Assignment
Below are the records; restate word for word the lines from the first through the one containing "a job view.", and only those.

Extracted entries

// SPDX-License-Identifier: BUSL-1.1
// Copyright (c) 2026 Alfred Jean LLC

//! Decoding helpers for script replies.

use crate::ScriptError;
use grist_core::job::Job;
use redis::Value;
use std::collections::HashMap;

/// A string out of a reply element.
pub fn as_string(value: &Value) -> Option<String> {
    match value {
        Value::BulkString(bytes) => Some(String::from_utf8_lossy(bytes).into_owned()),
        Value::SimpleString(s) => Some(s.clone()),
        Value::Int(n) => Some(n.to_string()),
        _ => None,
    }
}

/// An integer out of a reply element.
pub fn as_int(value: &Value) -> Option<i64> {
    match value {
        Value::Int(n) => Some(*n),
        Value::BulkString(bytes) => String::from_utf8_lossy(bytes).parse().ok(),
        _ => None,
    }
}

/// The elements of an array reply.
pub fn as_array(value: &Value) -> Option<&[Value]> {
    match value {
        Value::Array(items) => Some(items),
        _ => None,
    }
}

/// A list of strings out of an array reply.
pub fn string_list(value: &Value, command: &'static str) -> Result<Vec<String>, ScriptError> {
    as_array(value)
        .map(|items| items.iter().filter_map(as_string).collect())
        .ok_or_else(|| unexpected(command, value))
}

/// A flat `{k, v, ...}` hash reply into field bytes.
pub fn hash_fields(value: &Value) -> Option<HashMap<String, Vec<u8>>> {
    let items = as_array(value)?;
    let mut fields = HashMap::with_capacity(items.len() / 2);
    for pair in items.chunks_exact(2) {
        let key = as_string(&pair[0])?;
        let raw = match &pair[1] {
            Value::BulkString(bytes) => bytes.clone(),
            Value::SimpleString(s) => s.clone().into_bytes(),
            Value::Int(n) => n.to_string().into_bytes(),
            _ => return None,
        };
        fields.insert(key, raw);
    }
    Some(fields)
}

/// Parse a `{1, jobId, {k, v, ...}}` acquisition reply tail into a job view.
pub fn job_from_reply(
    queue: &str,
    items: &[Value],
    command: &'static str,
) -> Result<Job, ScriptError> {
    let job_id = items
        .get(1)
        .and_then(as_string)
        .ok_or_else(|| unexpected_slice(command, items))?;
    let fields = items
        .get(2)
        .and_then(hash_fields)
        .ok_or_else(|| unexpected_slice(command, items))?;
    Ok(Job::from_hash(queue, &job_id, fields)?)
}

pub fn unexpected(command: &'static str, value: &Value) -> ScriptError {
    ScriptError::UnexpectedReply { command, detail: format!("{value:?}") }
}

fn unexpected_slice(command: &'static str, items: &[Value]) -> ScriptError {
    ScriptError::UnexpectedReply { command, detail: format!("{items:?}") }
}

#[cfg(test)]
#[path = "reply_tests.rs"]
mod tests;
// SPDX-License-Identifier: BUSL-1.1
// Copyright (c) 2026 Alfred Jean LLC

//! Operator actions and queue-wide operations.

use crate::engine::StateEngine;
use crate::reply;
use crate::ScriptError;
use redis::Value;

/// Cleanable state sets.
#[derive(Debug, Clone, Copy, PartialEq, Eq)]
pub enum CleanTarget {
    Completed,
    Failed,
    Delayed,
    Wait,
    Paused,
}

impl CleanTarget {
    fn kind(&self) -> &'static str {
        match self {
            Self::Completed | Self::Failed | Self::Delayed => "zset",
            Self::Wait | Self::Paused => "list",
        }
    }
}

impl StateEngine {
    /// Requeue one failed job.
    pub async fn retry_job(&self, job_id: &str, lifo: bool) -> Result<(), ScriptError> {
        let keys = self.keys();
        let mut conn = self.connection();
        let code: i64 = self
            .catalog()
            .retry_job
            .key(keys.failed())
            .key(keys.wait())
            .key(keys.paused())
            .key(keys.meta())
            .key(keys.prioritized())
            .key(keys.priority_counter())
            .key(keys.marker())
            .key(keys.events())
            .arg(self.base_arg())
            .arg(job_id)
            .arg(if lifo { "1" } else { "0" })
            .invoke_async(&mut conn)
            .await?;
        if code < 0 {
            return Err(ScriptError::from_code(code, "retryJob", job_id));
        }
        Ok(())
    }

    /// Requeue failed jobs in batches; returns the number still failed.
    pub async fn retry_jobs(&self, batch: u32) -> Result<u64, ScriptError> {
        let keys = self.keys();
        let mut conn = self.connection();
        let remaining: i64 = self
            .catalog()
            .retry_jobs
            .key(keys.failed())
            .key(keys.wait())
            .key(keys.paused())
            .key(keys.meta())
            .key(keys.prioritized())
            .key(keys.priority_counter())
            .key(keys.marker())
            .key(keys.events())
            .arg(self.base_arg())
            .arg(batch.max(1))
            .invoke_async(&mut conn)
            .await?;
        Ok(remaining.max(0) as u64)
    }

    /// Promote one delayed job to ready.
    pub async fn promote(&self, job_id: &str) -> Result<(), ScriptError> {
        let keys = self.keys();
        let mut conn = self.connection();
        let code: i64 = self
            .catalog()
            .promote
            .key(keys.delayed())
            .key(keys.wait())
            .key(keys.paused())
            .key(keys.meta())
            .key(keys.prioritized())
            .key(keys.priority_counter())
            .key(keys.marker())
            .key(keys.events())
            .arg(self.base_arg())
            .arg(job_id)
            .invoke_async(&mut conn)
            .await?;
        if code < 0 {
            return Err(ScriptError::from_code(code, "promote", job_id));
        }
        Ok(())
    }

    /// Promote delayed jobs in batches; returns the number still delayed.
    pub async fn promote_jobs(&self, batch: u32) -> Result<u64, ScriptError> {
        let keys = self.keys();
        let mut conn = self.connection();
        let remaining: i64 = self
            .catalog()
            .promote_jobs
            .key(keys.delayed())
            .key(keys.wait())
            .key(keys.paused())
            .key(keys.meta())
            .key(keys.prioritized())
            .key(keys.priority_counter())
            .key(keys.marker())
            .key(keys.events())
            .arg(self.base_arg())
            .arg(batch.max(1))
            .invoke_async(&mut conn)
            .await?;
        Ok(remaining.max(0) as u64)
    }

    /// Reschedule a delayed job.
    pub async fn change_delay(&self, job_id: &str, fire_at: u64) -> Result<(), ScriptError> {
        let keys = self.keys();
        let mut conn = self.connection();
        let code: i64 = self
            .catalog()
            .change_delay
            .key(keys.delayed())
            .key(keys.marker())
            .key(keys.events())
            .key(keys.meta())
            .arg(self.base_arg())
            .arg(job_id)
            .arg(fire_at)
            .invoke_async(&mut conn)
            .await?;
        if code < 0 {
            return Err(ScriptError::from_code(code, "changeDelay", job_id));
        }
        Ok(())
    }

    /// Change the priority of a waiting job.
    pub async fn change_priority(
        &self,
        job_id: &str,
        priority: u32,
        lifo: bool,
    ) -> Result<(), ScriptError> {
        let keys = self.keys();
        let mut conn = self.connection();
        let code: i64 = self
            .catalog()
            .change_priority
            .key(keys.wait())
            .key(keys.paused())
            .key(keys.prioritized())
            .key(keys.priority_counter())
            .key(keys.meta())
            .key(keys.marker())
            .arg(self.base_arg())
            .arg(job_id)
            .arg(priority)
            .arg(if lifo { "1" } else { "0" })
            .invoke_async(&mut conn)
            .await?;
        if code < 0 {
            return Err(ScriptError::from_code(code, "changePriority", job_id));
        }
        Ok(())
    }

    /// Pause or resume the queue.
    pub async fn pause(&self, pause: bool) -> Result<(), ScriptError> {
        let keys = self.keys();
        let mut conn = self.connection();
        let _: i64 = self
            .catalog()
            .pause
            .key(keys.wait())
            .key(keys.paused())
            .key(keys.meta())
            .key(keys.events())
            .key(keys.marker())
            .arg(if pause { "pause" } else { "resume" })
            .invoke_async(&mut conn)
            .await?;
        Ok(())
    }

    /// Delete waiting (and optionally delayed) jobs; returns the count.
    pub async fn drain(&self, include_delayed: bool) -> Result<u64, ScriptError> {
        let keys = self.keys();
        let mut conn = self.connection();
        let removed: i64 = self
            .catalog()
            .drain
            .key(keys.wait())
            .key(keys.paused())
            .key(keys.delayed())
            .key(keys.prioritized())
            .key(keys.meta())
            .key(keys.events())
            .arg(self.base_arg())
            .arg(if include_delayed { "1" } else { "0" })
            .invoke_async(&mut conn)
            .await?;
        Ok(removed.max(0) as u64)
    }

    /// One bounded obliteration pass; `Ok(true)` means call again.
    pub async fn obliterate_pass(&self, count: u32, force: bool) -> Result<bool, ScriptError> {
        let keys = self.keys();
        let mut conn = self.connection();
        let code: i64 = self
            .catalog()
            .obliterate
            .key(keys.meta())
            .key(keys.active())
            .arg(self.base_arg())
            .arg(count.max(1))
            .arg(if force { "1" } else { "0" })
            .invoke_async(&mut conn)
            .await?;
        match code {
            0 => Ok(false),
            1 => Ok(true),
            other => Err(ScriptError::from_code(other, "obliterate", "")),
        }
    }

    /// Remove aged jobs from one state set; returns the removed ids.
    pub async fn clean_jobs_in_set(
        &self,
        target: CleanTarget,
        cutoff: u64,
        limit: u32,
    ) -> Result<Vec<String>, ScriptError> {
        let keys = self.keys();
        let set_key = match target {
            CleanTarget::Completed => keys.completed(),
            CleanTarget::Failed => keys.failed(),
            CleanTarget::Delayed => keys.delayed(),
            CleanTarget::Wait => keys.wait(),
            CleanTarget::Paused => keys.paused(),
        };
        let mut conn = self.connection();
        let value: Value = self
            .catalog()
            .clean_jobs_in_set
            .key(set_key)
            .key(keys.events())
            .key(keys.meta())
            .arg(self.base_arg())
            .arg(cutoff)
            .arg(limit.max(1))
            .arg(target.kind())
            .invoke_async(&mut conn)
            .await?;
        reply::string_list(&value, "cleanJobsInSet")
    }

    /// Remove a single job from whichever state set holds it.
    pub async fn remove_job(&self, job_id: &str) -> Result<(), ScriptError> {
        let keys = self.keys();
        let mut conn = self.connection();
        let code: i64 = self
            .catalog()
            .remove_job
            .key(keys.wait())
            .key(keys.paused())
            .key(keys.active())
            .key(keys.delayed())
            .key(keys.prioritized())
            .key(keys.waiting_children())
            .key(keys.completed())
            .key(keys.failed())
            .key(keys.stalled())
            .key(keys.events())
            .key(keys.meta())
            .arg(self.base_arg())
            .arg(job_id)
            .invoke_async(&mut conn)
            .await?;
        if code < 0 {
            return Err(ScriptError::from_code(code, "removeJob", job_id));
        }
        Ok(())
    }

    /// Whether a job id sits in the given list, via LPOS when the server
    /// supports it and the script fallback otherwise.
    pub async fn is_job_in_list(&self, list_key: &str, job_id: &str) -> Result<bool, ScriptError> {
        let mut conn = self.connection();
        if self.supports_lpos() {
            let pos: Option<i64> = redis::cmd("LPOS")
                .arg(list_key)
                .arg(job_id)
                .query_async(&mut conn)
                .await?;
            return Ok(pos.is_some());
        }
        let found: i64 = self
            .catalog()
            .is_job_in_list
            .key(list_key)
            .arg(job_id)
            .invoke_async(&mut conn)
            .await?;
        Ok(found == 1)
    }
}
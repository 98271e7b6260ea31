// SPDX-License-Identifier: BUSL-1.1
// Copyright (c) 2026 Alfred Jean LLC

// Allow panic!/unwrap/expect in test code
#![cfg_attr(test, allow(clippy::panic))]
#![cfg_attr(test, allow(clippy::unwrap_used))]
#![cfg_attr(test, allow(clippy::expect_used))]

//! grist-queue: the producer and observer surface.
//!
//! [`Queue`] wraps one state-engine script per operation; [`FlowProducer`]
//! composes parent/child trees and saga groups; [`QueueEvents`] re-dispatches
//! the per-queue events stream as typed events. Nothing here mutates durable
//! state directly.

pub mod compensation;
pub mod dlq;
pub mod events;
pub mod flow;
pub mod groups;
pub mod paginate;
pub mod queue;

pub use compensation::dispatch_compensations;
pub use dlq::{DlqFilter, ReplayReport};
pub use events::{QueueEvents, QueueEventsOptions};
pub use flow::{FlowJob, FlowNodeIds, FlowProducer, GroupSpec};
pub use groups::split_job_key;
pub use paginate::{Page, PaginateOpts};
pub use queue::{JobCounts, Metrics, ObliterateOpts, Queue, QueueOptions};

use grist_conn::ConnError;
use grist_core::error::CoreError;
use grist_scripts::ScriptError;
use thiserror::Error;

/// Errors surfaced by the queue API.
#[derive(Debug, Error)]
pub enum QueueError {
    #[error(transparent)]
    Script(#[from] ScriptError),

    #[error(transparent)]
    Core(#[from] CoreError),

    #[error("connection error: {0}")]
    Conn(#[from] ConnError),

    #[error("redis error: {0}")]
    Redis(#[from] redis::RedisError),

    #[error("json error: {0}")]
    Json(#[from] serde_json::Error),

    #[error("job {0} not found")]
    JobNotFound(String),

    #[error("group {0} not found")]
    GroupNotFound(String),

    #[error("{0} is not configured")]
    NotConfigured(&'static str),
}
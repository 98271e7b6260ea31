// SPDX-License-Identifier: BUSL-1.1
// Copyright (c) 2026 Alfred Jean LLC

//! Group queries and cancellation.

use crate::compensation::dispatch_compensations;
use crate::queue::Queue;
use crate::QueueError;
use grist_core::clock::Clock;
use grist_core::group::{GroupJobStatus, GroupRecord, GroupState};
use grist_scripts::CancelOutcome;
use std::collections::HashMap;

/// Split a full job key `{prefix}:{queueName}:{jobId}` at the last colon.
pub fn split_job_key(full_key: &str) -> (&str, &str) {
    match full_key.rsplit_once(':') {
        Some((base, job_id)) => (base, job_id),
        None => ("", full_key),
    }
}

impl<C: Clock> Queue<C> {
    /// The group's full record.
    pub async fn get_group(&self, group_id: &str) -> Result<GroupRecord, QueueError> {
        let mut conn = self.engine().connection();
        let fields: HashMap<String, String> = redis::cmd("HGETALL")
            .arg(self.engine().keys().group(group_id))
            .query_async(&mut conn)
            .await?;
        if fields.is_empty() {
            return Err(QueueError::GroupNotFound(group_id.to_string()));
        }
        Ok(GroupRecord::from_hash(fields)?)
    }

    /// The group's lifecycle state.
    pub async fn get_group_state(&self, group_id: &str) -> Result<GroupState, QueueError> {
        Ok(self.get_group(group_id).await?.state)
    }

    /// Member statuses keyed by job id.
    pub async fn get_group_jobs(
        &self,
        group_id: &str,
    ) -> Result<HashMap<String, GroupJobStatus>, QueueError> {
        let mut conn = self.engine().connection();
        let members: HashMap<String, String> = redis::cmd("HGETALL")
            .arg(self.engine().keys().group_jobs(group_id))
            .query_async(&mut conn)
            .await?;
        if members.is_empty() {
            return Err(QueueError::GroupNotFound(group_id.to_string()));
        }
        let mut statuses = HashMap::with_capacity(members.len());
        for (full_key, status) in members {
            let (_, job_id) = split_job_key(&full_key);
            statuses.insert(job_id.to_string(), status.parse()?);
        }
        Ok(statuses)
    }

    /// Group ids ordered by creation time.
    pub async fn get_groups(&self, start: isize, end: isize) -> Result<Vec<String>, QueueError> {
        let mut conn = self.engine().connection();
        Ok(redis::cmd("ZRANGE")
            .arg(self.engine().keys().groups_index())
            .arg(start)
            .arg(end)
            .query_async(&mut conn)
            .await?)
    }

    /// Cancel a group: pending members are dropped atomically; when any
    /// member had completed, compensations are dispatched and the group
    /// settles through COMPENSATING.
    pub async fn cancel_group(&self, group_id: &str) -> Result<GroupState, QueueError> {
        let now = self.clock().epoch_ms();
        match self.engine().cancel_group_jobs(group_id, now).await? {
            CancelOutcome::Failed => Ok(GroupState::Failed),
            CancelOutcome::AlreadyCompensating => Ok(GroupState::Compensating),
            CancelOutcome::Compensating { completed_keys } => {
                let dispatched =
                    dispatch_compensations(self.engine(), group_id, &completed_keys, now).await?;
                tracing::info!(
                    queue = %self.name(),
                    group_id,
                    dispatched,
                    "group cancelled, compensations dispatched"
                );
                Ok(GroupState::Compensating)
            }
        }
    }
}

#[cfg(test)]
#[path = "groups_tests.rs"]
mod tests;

Task response
// SPDX-License-Identifier: BUSL-1.1
// Copyright (c) 2026 Alfred Jean LLC

//! Decoding helpers for script replies.

use crate::ScriptError;
use grist_core::job::Job;
use redis::Value;
use std::collections::HashMap;

/// A string out of a reply element.
pub fn as_string(value: &Value) -> Option<String> {
    match value {
        Value::BulkString(bytes) => Some(String::from_utf8_lossy(bytes).into_owned()),
        Value::SimpleString(s) => Some(s.clone()),
        Value::Int(n) => Some(n.to_string()),
        _ => None,
    }
}

/// An integer out of a reply element.
pub fn as_int(value: &Value) -> Option<i64> {
    match value {
        Value::Int(n) => Some(*n),
        Value::BulkString(bytes) => String::from_utf8_lossy(bytes).parse().ok(),
        _ => None,
    }
}

/// The elements of an array reply.
pub fn as_array(value: &Value) -> Option<&[Value]> {
    match value {
        Value::Array(items) => Some(items),
        _ => None,
    }
}

/// A list of strings out of an array reply.
pub fn string_list(value: &Value, command: &'static str) -> Result<Vec<String>, ScriptError> {
    as_array(value)
        .map(|items| items.iter().filter_map(as_string).collect())
        .ok_or_else(|| unexpected(command, value))
}

/// A flat `{k, v, ...}` hash reply into field bytes.
pub fn hash_fields(value: &Value) -> Option<HashMap<String, Vec<u8>>> {
    let items = as_array(value)?;
    let mut fields = HashMap::with_capacity(items.len() / 2);
    for pair in items.chunks_exact(2) {
        let key = as_string(&pair[0])?;
        let raw = match &pair[1] {
            Value::BulkString(bytes) => bytes.clone(),
            Value::SimpleString(s) => s.clone().into_bytes(),
            Value::Int(n) => n.to_string().into_bytes(),
            _ => return None,
        };
        fields.insert(key, raw);
    }
    Some(fields)
}

/// Parse a `{1, jobId, {k, v, ...}}` acquisition reply tail into a job view.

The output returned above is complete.